Albany - Assemblyman José Rivera (Bronx), the Chair of the Assembly Task Force on Food, Farm and Nutrition Policy announced that the State budget spared nutrition programs in a year some describe as the worst financial crisis in New York history. He also welcomed the federal stimulus spending on food programs and the first increase in State public assistance payments in almost 20 years.

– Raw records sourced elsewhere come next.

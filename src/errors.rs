use std::num::ParseIntError;

use thiserror::Error;

/// Errors raised by the dialog engine.
///
/// Bank-reported business errors are never represented here. They are carried as
/// [BankMessage](crate::responses::BankMessage) values inside a
/// [DialogResult](crate::responses::DialogResult).
#[derive(Debug, Error)]
#[non_exhaustive]
pub enum Error {
    // Errors from external libraries
    #[error(transparent)]
    Io(#[from] std::io::Error),

    #[error(transparent)]
    ParseInt(#[from] ParseIntError),

    #[error(transparent)]
    ParseDecimal(#[from] rust_decimal::Error),

    #[error(transparent)]
    ParseTime(#[from] time::error::Parse),

    #[error(transparent)]
    FormatTime(#[from] time::error::Format),

    #[error("lock poisoned: {0}")]
    Poison(String),

    // Errors raised by the FinTS library
    /// The transport collaborator failed to deliver a request or read the reply.
    #[error("transport error: {0}")]
    Transport(String),

    /// Malformed framing in a bank response. The offending raw text is kept for diagnostics.
    #[error("protocol error: {message}")]
    Protocol { message: String, raw: String },

    /// The bank kept returning continuation cursors beyond the configured page limit.
    #[error("pagination exceeded {0} pages")]
    PaginationExceeded(usize),

    /// The caller side of a TAN channel went away without answering.
    #[error("TAN channel closed")]
    TanChannelClosed,

    /// An operation was requested in a dialog state that does not allow it.
    #[error("invalid dialog state: {0}")]
    InvalidState(String),

    /// A collaborator (SEPA builder, statement decoder) failed.
    #[error("document error: {0}")]
    Document(String),

    #[error("parse error: {0} - {1} - {2}")]
    Parse(usize, String, String),

    #[error("error occurred: {0}")]
    Simple(String),
}

impl Error {
    pub(crate) fn protocol(message: impl Into<String>, raw: impl Into<String>) -> Error {
        Error::Protocol {
            message: message.into(),
            raw: raw.into(),
        }
    }

    /// Returns `true` for transport failures.
    pub fn is_transport(&self) -> bool {
        matches!(self, Error::Transport(_) | Error::Io(_))
    }

    /// Raw response text attached to a protocol error.
    pub fn raw(&self) -> Option<&str> {
        match self {
            Error::Protocol { raw, .. } => Some(raw),
            _ => None,
        }
    }
}

impl<T> From<std::sync::PoisonError<T>> for Error {
    fn from(err: std::sync::PoisonError<T>) -> Error {
        Error::Poison(format!("Mutex poison error: {}", err))
    }
}

#[cfg(test)]
mod tests {
    use super::*;

    #[test]
    fn test_protocol_error_keeps_raw_text() {
        let error = Error::protocol("declared length exceeds input", "HIKAZ:5:7:3+@99@abc'");

        assert_eq!(error.raw(), Some("HIKAZ:5:7:3+@99@abc'"));
        assert_eq!(error.to_string(), "protocol error: declared length exceeds input");
        assert!(!error.is_transport());
    }

    #[test]
    fn test_transport_error() {
        let error = Error::Transport("connection refused".into());

        assert!(error.is_transport());
        assert_eq!(error.raw(), None);
        assert_eq!(error.to_string(), "transport error: connection refused");
    }

    #[test]
    fn test_from_poison_error() {
        let lock = std::sync::Mutex::new(0);
        let _ = std::panic::catch_unwind(|| {
            let _guard = lock.lock().unwrap();
            panic!("poison");
        });

        let error: Error = lock.lock().unwrap_err().into();
        assert!(matches!(error, Error::Poison(_)));
    }
}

Rivera stated, "Many programs were cut in the budget, but we were able to help protect the working families and seniors who are struggling to put food on the table and maintain their health in these difficult times. Despite trying to close a huge deficit we were able to add funding for food pantries and soup kitchens, senior home delivered meal programs and childhood obesity prevention. In addition, our budget includes new federal stimulus funds for emergency food, school meal programs, senior meals, WIC and the Food Stamp program. We maintained funding for programs to treat diabetes, and obesity which severely impact low-income communities. We also increased welfare benefits after 20 long years, if Wall St. CEOs can get a government bonus so can mothers and their children who are barely surviving."
The 2008-09 State budget required reductions in spending in April and August, 2008. The 2009-10 funding generally restores nutrition programs to April's or previous years' funding levels, except for: the hunger prevention funding for foodbanks, soup kitchens and food pantries - $3 million increase from the original 2008-09; the senior home-delivered meal programs - $600,000 increase; and, childhood obesity prevention - $760,000 increase. The new budget restores $920,000 that would have been cut for Nutrition Outreach programs to enroll eligible families in nutrition programs. Assemblyman Rivera led the fight to restore those funds.
In addition, the federal stimulus spending over the next two years supports NY's nutrition program participants.
Food Stamps (now known as Supplemental Nutrition Assistance Program (SNAP)) benefits for families will increase by $1.3 billion and administration funds increase by $30 million.
The Emergency Food Assistance Program (TEFAP) for emergency food providers - $6 million.
Emergency Food and Shelter Programs - $6 million.
School Meal Equipment - $6 million.
WIC services and administration for pregnant women, and children - $34 million.
Senior Meal Programs - $3.5 million.
The budget also provides the first increase in the public assistance cash grant since the early 1990s, 30% over three years which represents about a $100 per month total increase for a family of three.
"I look forward to working with our friends in the State Senate, the Governor, and the President and Congress, to support struggling families and seniors get nutritious food to improve their health and productivity and help their children reach their potential. I believe that we can do even more to use nutrition assistance and education to reach those goals and will continue to work to improve food policy for consumers, food businesses and farmers." said Rivera.